TASK ITEM – Check the listing below line by line and report how many lines hold "CacheTagArray", with no other words.

SUPPLIED RECORDS –
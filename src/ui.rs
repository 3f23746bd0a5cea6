use crate::cache::geometry::{ConfigError, MAX_CACHE_SIZE};
use crate::sim::config::{CacheConfig, Config, OutputFormat, SimConfig};
use crate::sim::top::CacheSim;
use anyhow::Context;
use clap::Parser;
use log::LevelFilter;
use std::path::PathBuf;
use toml::Table;

#[derive(Parser, Debug, Default)]
#[command(version, about = "Set-associative LRU cache simulator")]
pub struct CachesimArgs {
    #[arg(help = "Path to the access trace")]
    pub trace_path: Option<PathBuf>,
    #[arg(help = "Cache size in KiB")]
    pub cache_size_kb: Option<u32>,
    #[arg(help = "Associativity (ways per set)")]
    pub associativity: Option<u32>,
    #[arg(help = "Block size in bytes")]
    pub block_size: Option<u32>,
    #[arg(long, help = "Path to config.toml")]
    pub config: Option<PathBuf>,
    #[arg(long, help = "Enable log at level (0:warnings, 1:info, 2:debug)")]
    pub log: Option<u64>,
    #[arg(long, help = "Result format (text, json)")]
    pub format: Option<OutputFormat>,
    #[arg(long, help = "Print a hit/miss summary to stderr")]
    pub summary: bool,
    #[arg(long, help = "Write run statistics as JSON to this path")]
    pub stats_json: Option<PathBuf>,
}

pub fn log_level_filter(level: u64) -> LevelFilter {
    match level {
        0 => LevelFilter::Warn,
        1 => LevelFilter::Info,
        _ => LevelFilter::Debug,
    }
}

/// Install env_logger. `RUST_LOG` wins when set; otherwise the level is
/// controlled through `log::set_max_level` so the config file can still
/// raise it later.
pub fn init_logging(cli_level: Option<u64>) {
    let from_env = std::env::var_os("RUST_LOG").is_some();
    let mut builder = env_logger::Builder::new();
    builder.filter_level(LevelFilter::Debug);
    builder.parse_default_env();
    builder.init();
    if !from_env {
        log::set_max_level(log_level_filter(cli_level.unwrap_or(0)));
    }
}

fn cache_size_from_kb(kb: u32) -> Result<u32, ConfigError> {
    let bytes = kb as u64 * 1024;
    if bytes > MAX_CACHE_SIZE as u64 {
        return Err(ConfigError::CacheTooLarge(bytes));
    }
    Ok(bytes as u32)
}

/// Resolve the run configuration from the TOML string.
/// If `cli_args` is given, override TOML options with CLI arguments.
pub fn load_config(
    toml_string: &str,
    cli_args: Option<&CachesimArgs>,
) -> anyhow::Result<(SimConfig, CacheConfig)> {
    let config_table: Table = toml::from_str(toml_string).context("cannot parse config toml")?;
    let mut sim_config =
        SimConfig::from_section(config_table.get("sim")).context("invalid [sim] section")?;
    let mut cache_config =
        CacheConfig::from_section(config_table.get("cache")).context("invalid [cache] section")?;

    // override toml configs with CLI args
    if let Some(args) = cli_args {
        if let Some(path) = &args.trace_path {
            sim_config.trace = path.clone();
        }
        if let Some(kb) = args.cache_size_kb {
            cache_config.size_bytes = cache_size_from_kb(kb)?;
        }
        cache_config.ways = args.associativity.unwrap_or(cache_config.ways);
        cache_config.block_bytes = args.block_size.unwrap_or(cache_config.block_bytes);
        sim_config.log_level = args.log.unwrap_or(sim_config.log_level);
        sim_config.format = args.format.unwrap_or(sim_config.format);
        sim_config.summary |= args.summary;
        if args.stats_json.is_some() {
            sim_config.stats_json = args.stats_json.clone();
        }
    }

    Ok((sim_config, cache_config))
}

/// Make a CacheSim from the TOML configuration and optional CLI overrides.
/// Geometry errors surface here, before any trace record is read.
pub fn make_sim(
    toml_string: &str,
    cli_args: Option<&CachesimArgs>,
) -> anyhow::Result<(SimConfig, CacheSim)> {
    let (sim_config, cache_config) = load_config(toml_string, cli_args)?;
    let sim = CacheSim::new(&cache_config).context("invalid cache configuration")?;
    Ok((sim_config, sim))
}

#[cfg(test)]
mod tests {
    use super::*;

    fn args(kb: u32, ways: u32, block: u32) -> CachesimArgs {
        CachesimArgs {
            trace_path: Some(PathBuf::from("trace.txt")),
            cache_size_kb: Some(kb),
            associativity: Some(ways),
            block_size: Some(block),
            ..CachesimArgs::default()
        }
    }

    #[test]
    fn parses_positional_geometry() {
        let argv = CachesimArgs::parse_from(["cachesim", "trace.txt", "1024", "4", "32"]);
        assert_eq!(argv.trace_path, Some(PathBuf::from("trace.txt")));
        assert_eq!(argv.cache_size_kb, Some(1024));
        assert_eq!(argv.associativity, Some(4));
        assert_eq!(argv.block_size, Some(32));
        assert!(!argv.summary);
    }

    #[test]
    fn parses_flags() {
        let argv = CachesimArgs::parse_from([
            "cachesim", "t.txt", "--format", "json", "--summary", "--log", "2",
        ]);
        assert_eq!(argv.format, Some(OutputFormat::Json));
        assert!(argv.summary);
        assert_eq!(argv.log, Some(2));
        assert_eq!(argv.cache_size_kb, None);
    }

    #[test]
    fn cli_overrides_toml() {
        let toml = "[cache]\nsize_bytes = 4096\nways = 2\nblock_bytes = 16\n[sim]\nformat = \"json\"\n";
        let (sim_config, cache_config) = load_config(toml, Some(&args(8, 1, 64))).unwrap();
        assert_eq!(sim_config.trace, PathBuf::from("trace.txt"));
        assert_eq!(sim_config.format, OutputFormat::Json);
        assert_eq!(
            cache_config,
            CacheConfig {
                size_bytes: 8192,
                ways: 1,
                block_bytes: 64
            }
        );
    }

    #[test]
    fn toml_alone_is_enough() {
        let toml = "[sim]\ntrace = \"x.trace\"\n[cache]\nsize_bytes = 1024\nways = 2\nblock_bytes = 8\n";
        let (sim_config, sim) = make_sim(toml, None).unwrap();
        assert_eq!(sim_config.trace, PathBuf::from("x.trace"));
        assert_eq!(sim.geometry().sets(), 64);
    }

    #[test]
    fn rejects_geometry_before_running() {
        // 3 KiB direct mapped with 1 KiB blocks is 3 sets
        let err = make_sim("", Some(&args(3, 1, 1024))).err().unwrap();
        assert_eq!(
            err.root_cause().downcast_ref::<ConfigError>(),
            Some(&ConfigError::SetsNotPowerOfTwo(3))
        );
        let err = make_sim("", Some(&args(4096, 1, 64))).err().unwrap();
        assert_eq!(
            err.downcast_ref::<ConfigError>(),
            Some(&ConfigError::CacheTooLarge(4096 * 1024))
        );
    }

    #[test]
    fn accepts_geometry_with_leftover_capacity() {
        // 2 KiB, 3 ways, 256-byte blocks: 2 sets
        let (_, sim) = make_sim("", Some(&args(2, 3, 256))).unwrap();
        assert_eq!(sim.geometry().sets(), 2);
        assert_eq!(sim.geometry().ways(), 3);
    }

    #[test]
    fn log_levels() {
        assert_eq!(log_level_filter(0), LevelFilter::Warn);
        assert_eq!(log_level_filter(1), LevelFilter::Info);
        assert_eq!(log_level_filter(2), LevelFilter::Debug);
    }
}
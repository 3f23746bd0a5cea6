use std::fmt::{Display, Formatter};
use std::io::Write;

use serde::Serialize;

use crate::base::mem::MemBytes;
use crate::sim::trace::AccessKind;

#[derive(Debug, Clone, Copy, PartialEq, Eq, Serialize)]
#[serde(rename_all = "snake_case")]
pub enum Outcome {
    Hit,
    Miss,
    #[serde(rename = "out-of-bounds")]
    OutOfBounds,
}

impl Display for Outcome {
    fn fmt(&self, f: &mut Formatter<'_>) -> std::fmt::Result {
        match self {
            Outcome::Hit => write!(f, "hit"),
            Outcome::Miss => write!(f, "miss"),
            Outcome::OutOfBounds => write!(f, "out-of-bounds"),
        }
    }
}

/// Result of simulating one access. `data` is present only for loads that
/// stayed within the address space.
#[derive(Debug, Clone, PartialEq, Eq)]
pub struct AccessReport {
    pub kind: AccessKind,
    pub addr: u32,
    pub outcome: Outcome,
    pub data: Option<MemBytes>,
}

impl AccessReport {
    pub fn data_hex(&self) -> Option<String> {
        self.data
            .as_ref()
            .map(|bytes| bytes.iter().map(|b| format!("{b:02x}")).collect())
    }
}

/// `load 0x10 miss 01020304`, `store 0x10 miss`, `load 0xfffffe out-of-bounds`
impl Display for AccessReport {
    fn fmt(&self, f: &mut Formatter<'_>) -> std::fmt::Result {
        write!(f, "{} {:#x} {}", self.kind, self.addr, self.outcome)?;
        if let Some(hex) = self.data_hex() {
            write!(f, " {}", hex)?;
        }
        Ok(())
    }
}

#[derive(Serialize)]
struct JsonReport {
    op: AccessKind,
    addr: String,
    outcome: Outcome,
    #[serde(skip_serializing_if = "Option::is_none")]
    data: Option<String>,
}

impl From<&AccessReport> for JsonReport {
    fn from(report: &AccessReport) -> Self {
        Self {
            op: report.kind,
            addr: format!("{:#x}", report.addr),
            outcome: report.outcome,
            data: report.data_hex(),
        }
    }
}

/// Consumer of per-access results.
pub trait ReportSink {
    fn emit(&mut self, report: &AccessReport) -> anyhow::Result<()>;

    fn finish(&mut self) -> anyhow::Result<()> {
        Ok(())
    }
}

/// One line per access in the classic trace-result format.
pub struct TextSink<W: Write> {
    out: W,
}

impl<W: Write> TextSink<W> {
    pub fn new(out: W) -> Self {
        Self { out }
    }

    pub fn into_inner(self) -> W {
        self.out
    }
}

impl<W: Write> ReportSink for TextSink<W> {
    fn emit(&mut self, report: &AccessReport) -> anyhow::Result<()> {
        writeln!(self.out, "{}", report)?;
        Ok(())
    }

    fn finish(&mut self) -> anyhow::Result<()> {
        self.out.flush()?;
        Ok(())
    }
}

/// One JSON object per line.
pub struct JsonSink<W: Write> {
    out: W,
}

impl<W: Write> JsonSink<W> {
    pub fn new(out: W) -> Self {
        Self { out }
    }

    pub fn into_inner(self) -> W {
        self.out
    }
}

impl<W: Write> ReportSink for JsonSink<W> {
    fn emit(&mut self, report: &AccessReport) -> anyhow::Result<()> {
        let payload = serde_json::to_string(&JsonReport::from(report))?;
        writeln!(self.out, "{payload}")?;
        Ok(())
    }

    fn finish(&mut self) -> anyhow::Result<()> {
        self.out.flush()?;
        Ok(())
    }
}

impl ReportSink for Vec<AccessReport> {
    fn emit(&mut self, report: &AccessReport) -> anyhow::Result<()> {
        self.push(report.clone());
        Ok(())
    }
}

#[cfg(test)]
mod tests {
    use super::*;
    use smallvec::smallvec;

    fn load_miss() -> AccessReport {
        AccessReport {
            kind: AccessKind::Load,
            addr: 0x10,
            outcome: Outcome::Miss,
            data: Some(smallvec![0x01, 0x02, 0xab, 0x00]),
        }
    }

    #[test]
    fn text_format() {
        assert_eq!(load_miss().to_string(), "load 0x10 miss 0102ab00");
        let store = AccessReport {
            kind: AccessKind::Store,
            addr: 0x10,
            outcome: Outcome::Miss,
            data: None,
        };
        assert_eq!(store.to_string(), "store 0x10 miss");
        let oob = AccessReport {
            kind: AccessKind::Load,
            addr: 0xFFFFFE,
            outcome: Outcome::OutOfBounds,
            data: None,
        };
        assert_eq!(oob.to_string(), "load 0xfffffe out-of-bounds");
    }

    #[test]
    fn text_sink_writes_lines() {
        let mut sink = TextSink::new(Vec::new());
        sink.emit(&load_miss()).unwrap();
        sink.finish().unwrap();
        assert_eq!(String::from_utf8(sink.into_inner()).unwrap(), "load 0x10 miss 0102ab00\n");
    }

    #[test]
    fn json_sink_writes_objects() {
        let mut sink = JsonSink::new(Vec::new());
        sink.emit(&load_miss()).unwrap();
        sink.emit(&AccessReport {
            kind: AccessKind::Store,
            addr: 0x20,
            outcome: Outcome::OutOfBounds,
            data: None,
        })
        .unwrap();
        let out = String::from_utf8(sink.into_inner()).unwrap();
        let lines: Vec<_> = out.lines().collect();
        assert_eq!(
            lines,
            vec![
                r#"{"op":"load","addr":"0x10","outcome":"miss","data":"0102ab00"}"#,
                r#"{"op":"store","addr":"0x20","outcome":"out-of-bounds"}"#,
            ]
        );
    }
}
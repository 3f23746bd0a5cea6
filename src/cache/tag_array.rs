use crate::cache::geometry::CacheGeometry;
use crate::cache::policy::ReplacementPolicy;
use log::debug;

#[derive(Debug, Default, Clone, Copy, PartialEq, Eq)]
pub struct CacheLine {
    pub tag: u32,
    pub valid: bool,
    pub recency: u64,
}

/// What a fill displaced.
#[derive(Debug, Clone, Copy, PartialEq, Eq)]
pub struct Fill {
    pub way: usize,
    pub evicted_tag: Option<u32>,
}

/// Per-line state for every set, stored set-major in one allocation.
#[derive(Debug)]
pub struct CacheTagArray<P> {
    sets: usize,
    ways: usize,
    lines: Vec<CacheLine>,
    policy: P,
}

impl<P: ReplacementPolicy> CacheTagArray<P> {
    pub fn new(geometry: &CacheGeometry, policy: P) -> Self {
        let sets = geometry.sets() as usize;
        let ways = geometry.ways() as usize;
        Self {
            sets,
            ways,
            lines: vec![CacheLine::default(); sets * ways],
            policy,
        }
    }

    pub fn sets(&self) -> usize {
        self.sets
    }

    pub fn ways(&self) -> usize {
        self.ways
    }

    pub fn set(&self, set_idx: usize) -> &[CacheLine] {
        let base = set_idx * self.ways;
        &self.lines[base..base + self.ways]
    }

    fn set_mut(&mut self, set_idx: usize) -> &mut [CacheLine] {
        let base = set_idx * self.ways;
        &mut self.lines[base..base + self.ways]
    }

    pub fn line(&self, set_idx: usize, way: usize) -> &CacheLine {
        &self.set(set_idx)[way]
    }

    /// First valid way of `set_idx` holding `tag`.
    pub fn lookup(&self, set_idx: usize, tag: u32) -> Option<usize> {
        self.set(set_idx)
            .iter()
            .position(|line| line.valid && line.tag == tag)
    }

    pub fn touch(&mut self, set_idx: usize, way: usize) {
        let policy = &self.policy;
        let base = set_idx * self.ways;
        policy.touch(&mut self.lines[base..base + self.ways], way);
    }

    pub fn select_victim(&self, set_idx: usize) -> usize {
        self.policy.select_victim(self.set(set_idx))
    }

    /// Install `tag` into the victim way of `set_idx` and make it most recent.
    pub fn fill(&mut self, set_idx: usize, tag: u32) -> Fill {
        let way = self.select_victim(set_idx);
        let line = &mut self.set_mut(set_idx)[way];
        let evicted_tag = line.valid.then_some(line.tag);
        line.valid = true;
        line.tag = tag;
        if let Some(old) = evicted_tag {
            debug!("set {set_idx} way {way}: evict tag {old:#x} for {tag:#x}");
        }
        self.touch(set_idx, way);
        Fill { way, evicted_tag }
    }
}
//! Image generation providers.

mod gemini;

pub use gemini::{GeminiModel, GeminiProvider, GeminiProviderBuilder, API_KEY_ENV, MODEL_ENV};
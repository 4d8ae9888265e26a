//! Image provider trait.

use crate::error::Result;
use crate::image::types::{GeneratedImage, GenerationRequest};
use async_trait::async_trait;

/// Trait for image generation providers.
#[async_trait]
pub trait ImageProvider: Send + Sync {
    /// Generates an image from the given request.
    async fn generate(&self, request: &GenerationRequest) -> Result<GeneratedImage>;

    /// Returns the name of this provider for display.
    fn name(&self) -> &str;

    /// Checks if the provider is reachable and authenticated.
    async fn health_check(&self) -> Result<()>;
}
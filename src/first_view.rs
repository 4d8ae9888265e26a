//! The AI advisory service first-view hero image job.
//!
//! Builds a fixed Japanese brief for the landing-page hero, checks the
//! generator's session and asks it for one image at a fixed location.

use crate::error::Result;
use crate::generator::{GenerateOptions, ImageGenerator};
use std::io::Write;
use std::path::PathBuf;
use std::process::ExitCode;
use std::time::Duration;

/// Prompt sent to the generator.
pub const FIRST_VIEW_PROMPT: &str = "以下の画像を生成してください:

日本のビジネスランディングページ用の高品質なヒーロー画像

【シーン設定】
- 40代の自信に満ちた日本人男性経営者
- スマートカジュアルな白いシャツを着用
- モダンでクリーンなオフィス環境（背景はぼかし）
- AIやテクノロジーを象徴する要素（青い光、デジタルグラフィック）

【構図】
- 正面やや斜めから
- 上半身のショット
- 視線はカメラに向ける
- 明るく前向きな表情

【カラーパレット】
- 主要色: 信頼感のある青（#3B82F6系）
- 背景: 白・ライトグレーのグラデーション
- アクセント: テクノロジーを表す青い光

【イメージスタイル】
- プロフェッショナルで信頼感がある
- 現代的でテクノロジー先進的
- 親しみやすさと専門性のバランス
- ランディングページの右側に配置する想定

テキストは入れないでください。人物メインの画像にしてください。";

/// Where the hero image is written.
pub const FIRST_VIEW_OUTPUT_PATH: &str =
    "/srv/ala28/test/ai_komon_service/images/first_view_hero.png";

/// Upper bound on one generation.
pub const GENERATION_TIMEOUT: Duration = Duration::from_secs(300);

/// The job never asks for an interactive browser window.
pub const SHOW_BROWSER: bool = false;

const TITLE: &str = "AI advisory service first-view image generation";
const BANNER_WIDTH: usize = 60;

/// How a run ended.
#[derive(Debug, Clone, Copy, PartialEq, Eq)]
pub enum Outcome {
    /// The image was generated and written.
    Generated,
    /// The session check failed; nothing was generated.
    NotAuthenticated,
    /// The generator reported failure.
    GenerationFailed,
}

impl Outcome {
    /// Process exit status for this outcome.
    pub fn exit_code(&self) -> u8 {
        match self {
            Self::Generated => 0,
            Self::NotAuthenticated | Self::GenerationFailed => 1,
        }
    }
}

impl From<Outcome> for ExitCode {
    fn from(outcome: Outcome) -> Self {
        ExitCode::from(outcome.exit_code())
    }
}

/// Options the job passes alongside [`FIRST_VIEW_PROMPT`].
pub fn generate_options() -> GenerateOptions {
    GenerateOptions {
        output_path: PathBuf::from(FIRST_VIEW_OUTPUT_PATH),
        show_browser: SHOW_BROWSER,
        timeout: GENERATION_TIMEOUT,
    }
}

/// Runs the job against `generator`, writing status text to `out`.
///
/// `setup_hint` is printed under the not-authenticated message and should
/// tell the user how to establish a session for this generator.
pub async fn run<G, W>(generator: &G, setup_hint: &str, out: &mut W) -> Result<Outcome>
where
    G: ImageGenerator + ?Sized,
    W: Write,
{
    if !generator.is_authenticated().await {
        writeln!(out, "❌ Not authenticated")?;
        writeln!(out, "   {setup_hint}")?;
        return Ok(Outcome::NotAuthenticated);
    }

    let rule = "=".repeat(BANNER_WIDTH);
    writeln!(out, "{rule}")?;
    writeln!(out, "{TITLE}")?;
    writeln!(out, "{rule}")?;
    out.flush()?;

    let options = generate_options();
    if generator.generate_image(FIRST_VIEW_PROMPT, &options).await {
        writeln!(out, "\n✅ Generated the first-view image")?;
        writeln!(out, "   output: {}", options.output_path.display())?;
        Ok(Outcome::Generated)
    } else {
        writeln!(out, "\n❌ Image generation failed")?;
        Ok(Outcome::GenerationFailed)
    }
}

#[cfg(test)]
mod tests {
    use super::*;
    use async_trait::async_trait;
    use std::sync::Mutex;

    const HINT: &str = "set GOOGLE_API_KEY";

    struct FakeGenerator {
        authenticated: bool,
        succeeds: bool,
        calls: Mutex<Vec<(String, GenerateOptions)>>,
    }

    impl FakeGenerator {
        fn new(authenticated: bool, succeeds: bool) -> Self {
            Self {
                authenticated,
                succeeds,
                calls: Mutex::new(Vec::new()),
            }
        }

        fn calls(&self) -> Vec<(String, GenerateOptions)> {
            self.calls.lock().unwrap().clone()
        }
    }

    #[async_trait]
    impl ImageGenerator for FakeGenerator {
        async fn is_authenticated(&self) -> bool {
            self.authenticated
        }

        async fn generate_image(&self, prompt: &str, options: &GenerateOptions) -> bool {
            self.calls
                .lock()
                .unwrap()
                .push((prompt.to_string(), options.clone()));
            self.succeeds
        }
    }

    async fn run_capture(generator: &FakeGenerator) -> (Outcome, String) {
        let mut out = Vec::new();
        let outcome = run(generator, HINT, &mut out).await.unwrap();
        (outcome, String::from_utf8(out).unwrap())
    }

    #[tokio::test]
    async fn test_unauthenticated_skips_generation() {
        let generator = FakeGenerator::new(false, true);
        let (outcome, output) = run_capture(&generator).await;

        assert_eq!(outcome, Outcome::NotAuthenticated);
        assert_eq!(outcome.exit_code(), 1);
        assert!(generator.calls().is_empty());
        assert!(output.contains("Not authenticated"));
        assert!(output.contains(HINT));
    }

    #[tokio::test]
    async fn test_success_reports_output_path() {
        let generator = FakeGenerator::new(true, true);
        let (outcome, output) = run_capture(&generator).await;

        assert_eq!(outcome, Outcome::Generated);
        assert_eq!(outcome.exit_code(), 0);
        assert!(output.contains(FIRST_VIEW_OUTPUT_PATH));
        assert!(output.contains(TITLE));
        assert!(output.contains(&"=".repeat(60)));
    }

    #[tokio::test]
    async fn test_failure_reports_and_exits_nonzero() {
        let generator = FakeGenerator::new(true, false);
        let (outcome, output) = run_capture(&generator).await;

        assert_eq!(outcome, Outcome::GenerationFailed);
        assert_eq!(outcome.exit_code(), 1);
        assert!(output.contains("Image generation failed"));
        assert_eq!(generator.calls().len(), 1);
    }

    #[tokio::test]
    async fn test_generator_receives_fixed_inputs() {
        let generator = FakeGenerator::new(true, true);
        run_capture(&generator).await;

        let calls = generator.calls();
        assert_eq!(calls.len(), 1);
        let (prompt, options) = &calls[0];
        assert_eq!(prompt, FIRST_VIEW_PROMPT);
        assert_eq!(options.output_path, PathBuf::from(FIRST_VIEW_OUTPUT_PATH));
        assert_eq!(options.timeout, Duration::from_secs(300));
        assert!(!options.show_browser);
    }

    #[test]
    fn test_prompt_literal_unchanged() {
        assert!(FIRST_VIEW_PROMPT.starts_with("以下の画像を生成してください:"));
        assert!(FIRST_VIEW_PROMPT.contains("40代の自信に満ちた日本人男性経営者"));
        assert!(FIRST_VIEW_PROMPT.contains("#3B82F6"));
        assert!(FIRST_VIEW_PROMPT
            .ends_with("テキストは入れないでください。人物メインの画像にしてください。"));
    }

    #[test]
    fn test_output_path_is_absolute_png() {
        let path = PathBuf::from(FIRST_VIEW_OUTPUT_PATH);
        assert!(path.is_absolute());
        assert_eq!(
            path.file_name().and_then(|n| n.to_str()),
            Some("first_view_hero.png")
        );
    }
}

OUTPUT FOR THIS TASK – 2